Beyond that, though, the immersion of being in a place where a huge number of people, participants and supporters and happy observers alike, have come together from a wide range of territory for an extended period of days solely for love of music–that is a wholly different and magical experience everyone should have the opportunity to enjoy at least once. So I commend them to you, the small-scale community events offered by your local affiliated high schools and the international events hosted by long-lived organizations in exotic places and every variation on the theme you can find. I promise you will leave with a song in your heart and memories to last you to when all of your other memories have faded to dust and perhaps beyond. If music be the food of love, play on! For though in this line opening his play ‘Twelfth Night‘ Shakespeare exposed the Duke of Orsino’s conviction that being surfeited with love (in this instance, via its musical surrogate) would cure him of his hunger for it, I think that quite the opposite is true: if they are excellent, the more we experience them and are filled with them, the more we crave both love and music.

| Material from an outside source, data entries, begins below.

//! Cancellation signalling for in-flight workflows.

use std::sync::atomic::{AtomicBool, Ordering};
use std::sync::Arc;
use tokio::sync::broadcast;

/// Cooperative cancellation token.
///
/// Cloned freely; any clone can cancel and every clone observes it.
/// Backed by a broadcast channel plus a flag so that a token cancelled
/// before anyone waits is still observed immediately.
#[derive(Clone)]
pub struct CancelToken {
    tx: broadcast::Sender<()>,
    cancelled: Arc<AtomicBool>,
}

impl CancelToken {
    pub fn new() -> Self {
        let (tx, _) = broadcast::channel(1);
        Self {
            tx,
            cancelled: Arc::new(AtomicBool::new(false)),
        }
    }

    /// Signal cancellation to every waiter, current and future.
    pub fn cancel(&self) {
        self.cancelled.store(true, Ordering::SeqCst);
        let _ = self.tx.send(());
    }

    pub fn is_cancelled(&self) -> bool {
        self.cancelled.load(Ordering::SeqCst)
    }

    /// Resolve once the token is cancelled. Resolves immediately if it
    /// already was.
    pub async fn cancelled(&self) {
        if self.is_cancelled() {
            return;
        }
        let mut rx = self.tx.subscribe();
        // Flag may have been set between the check and the subscribe.
        if self.is_cancelled() {
            return;
        }
        let _ = rx.recv().await;
    }
}

impl Default for CancelToken {
    fn default() -> Self {
        Self::new()
    }
}

impl std::fmt::Debug for CancelToken {
    fn fmt(&self, f: &mut std::fmt::Formatter<'_>) -> std::fmt::Result {
        f.debug_struct("CancelToken")
            .field("cancelled", &self.is_cancelled())
            .finish()
    }
}

#[cfg(test)]
mod tests {
    use super::*;
    use std::time::Duration;

    #[tokio::test]
    async fn test_cancel_wakes_waiter() {
        let token = CancelToken::new();
        let waiter = token.clone();

        let handle = tokio::spawn(async move {
            waiter.cancelled().await;
        });

        tokio::time::sleep(Duration::from_millis(10)).await;
        token.cancel();
        handle.await.unwrap();
        assert!(token.is_cancelled());
    }

    #[tokio::test]
    async fn test_pre_cancelled_resolves_immediately() {
        let token = CancelToken::new();
        token.cancel();
        // Must not hang even though nobody subscribed before cancel().
        token.cancelled().await;
    }
}
//! Caller-facing provisioning surface.
//!
//! # Responsibilities
//! - Wire the collaborators, guard, and cache into workflow runs
//! - Build intents from the connected wallet session
//! - Serve listings cache-or-fetch and invalidate after state changes
//!
//! # Design Decisions
//! - One `StorageClient` per session; workflows for different resources
//!   run in parallel, each with its own lease and retry loop
//! - The client, not the workflow, invalidates the listing cache after
//!   a successful run
//! - Per-call cancel tokens: cancelling one workflow never affects
//!   another

use std::sync::Arc;

use crate::backend::client::BackendIndexClient;
use crate::backend::types::{BackendError, BackendView};
use crate::cache::listing::ListingCache;
use crate::config::schema::ProvisionerConfig;
use crate::ledger::gateway::{LedgerGateway, WalletSession};
use crate::ledger::types::{BucketId, ResourceIdentity, ResourceIntent};
use crate::resilience::cancel::CancelToken;
use crate::workflow::guard::IdempotencyGuard;
use crate::workflow::progress::ProgressObserver;
use crate::workflow::provision::ProvisioningWorkflow;
use crate::workflow::teardown::{RemovalPolicies, TeardownWorkflow};
use crate::workflow::{WorkflowError, WorkflowResult, WorkflowSettings};

/// Entry point for provisioning, teardown, and listing.
#[derive(Clone)]
pub struct StorageClient {
    gateway: Arc<dyn LedgerGateway>,
    backend: Arc<dyn BackendIndexClient>,
    wallet: Arc<dyn WalletSession>,
    guard: IdempotencyGuard,
    cache: ListingCache,
    settings: WorkflowSettings,
    removal: RemovalPolicies,
}

impl StorageClient {
    pub fn new(
        config: &ProvisionerConfig,
        gateway: Arc<dyn LedgerGateway>,
        backend: Arc<dyn BackendIndexClient>,
        wallet: Arc<dyn WalletSession>,
    ) -> Self {
        Self {
            gateway,
            backend,
            wallet,
            guard: IdempotencyGuard::new(),
            cache: ListingCache::new(),
            settings: config.workflow_settings(),
            removal: config.teardown.removal,
        }
    }

    /// Build a bucket creation intent owned by the connected wallet.
    pub fn bucket_intent(&self, name: &str, private: bool) -> Result<ResourceIntent, WorkflowError> {
        let owner = self.connected_address()?;
        Ok(ResourceIntent::Bucket {
            name: name.to_string(),
            owner,
            private,
        })
    }

    /// Build a file creation intent targeting an existing bucket.
    pub fn file_intent(
        &self,
        name: &str,
        bucket: BucketId,
        fingerprint: &str,
    ) -> Result<ResourceIntent, WorkflowError> {
        let owner = self.connected_address()?;
        Ok(ResourceIntent::File {
            name: name.to_string(),
            owner,
            bucket,
            fingerprint: fingerprint.to_string(),
        })
    }

    fn connected_address(&self) -> Result<String, WorkflowError> {
        self.wallet.current_address().ok_or_else(|| {
            WorkflowError::SubmissionRejected("no wallet address connected".to_string())
        })
    }

    /// Provision a resource and wait until the backend index reflects it.
    pub async fn create_resource(
        &self,
        intent: ResourceIntent,
        observer: Option<ProgressObserver>,
    ) -> Result<WorkflowResult, WorkflowError> {
        self.create_resource_with_cancel(intent, observer, CancelToken::new())
            .await
    }

    /// Like [`create_resource`](Self::create_resource), with an external
    /// cancellation handle.
    pub async fn create_resource_with_cancel(
        &self,
        intent: ResourceIntent,
        observer: Option<ProgressObserver>,
        cancel: CancelToken,
    ) -> Result<WorkflowResult, WorkflowError> {
        let workflow = ProvisioningWorkflow::new(
            Arc::clone(&self.gateway),
            Arc::clone(&self.backend),
            self.guard.clone(),
            self.settings.clone(),
            cancel,
        );
        let result = workflow.run(intent, observer).await?;
        self.cache.invalidate();
        Ok(result)
    }

    /// Tear down a resource per the configured removal policy.
    pub async fn delete_resource(
        &self,
        identity: ResourceIdentity,
        observer: Option<ProgressObserver>,
    ) -> Result<(), WorkflowError> {
        self.delete_resource_with_cancel(identity, observer, CancelToken::new())
            .await
    }

    /// Like [`delete_resource`](Self::delete_resource), with an external
    /// cancellation handle.
    pub async fn delete_resource_with_cancel(
        &self,
        identity: ResourceIdentity,
        observer: Option<ProgressObserver>,
        cancel: CancelToken,
    ) -> Result<(), WorkflowError> {
        let workflow = TeardownWorkflow::new(
            Arc::clone(&self.gateway),
            Arc::clone(&self.backend),
            self.guard.clone(),
            self.settings.clone(),
            self.removal,
            cancel,
        );
        workflow.run(identity, observer).await?;
        self.cache.invalidate();
        Ok(())
    }

    /// List the connected owner's resources, serving the cached snapshot
    /// when one exists.
    ///
    /// With no connected wallet there is nothing to list.
    pub async fn list_resources(&self) -> Result<Arc<Vec<BackendView>>, WorkflowError> {
        if let Some(cached) = self.cache.get() {
            return Ok(cached);
        }

        let owner = match self.wallet.current_address() {
            Some(owner) => owner,
            None => return Ok(Arc::new(Vec::new())),
        };

        let views = self
            .backend
            .list_resources(&owner)
            .await
            .map_err(|e| match e {
                BackendError::Transport(msg) => WorkflowError::BackendUnavailable(msg),
                BackendError::Malformed(msg) => WorkflowError::BackendUnavailable(msg),
            })?;
        Ok(self.cache.store(views))
    }

    /// Drop the cached listing so the next read re-queries the backend.
    pub fn invalidate_listing(&self) {
        self.cache.invalidate();
    }
}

Food of that sort for thought: visit first the websites and then the events offered by your local choirs, bands, orchestras, theaters, and performance companies. My own favorites are hosted by professional organizations of music educators, conductors and performers simply because those are the ones I’ve naturally had the privilege to attend, as consort to my musical prince charming, and these all offer performances by top artists that are open to the public, sometimes even with free admission. Explore them! The organization that ‘sponsored’, or inspired and was the jumping-off point for, our honeymoon with its Singing Week in Veszprém–with its half-dozen ateliers conducted by musicians from Europe and North America and singers and whole choirs from all over as well–was what is now called the European Choral Association-Europa Cantat and it hosts a wide variety of such choral events throughout each year, with a focal youth choir festival occurring triennially in places like Passau, Leicestershire, Barcelona, Utrecht, Torino (2012), and Pécs, Hungary (a locale to be repeated in 2015).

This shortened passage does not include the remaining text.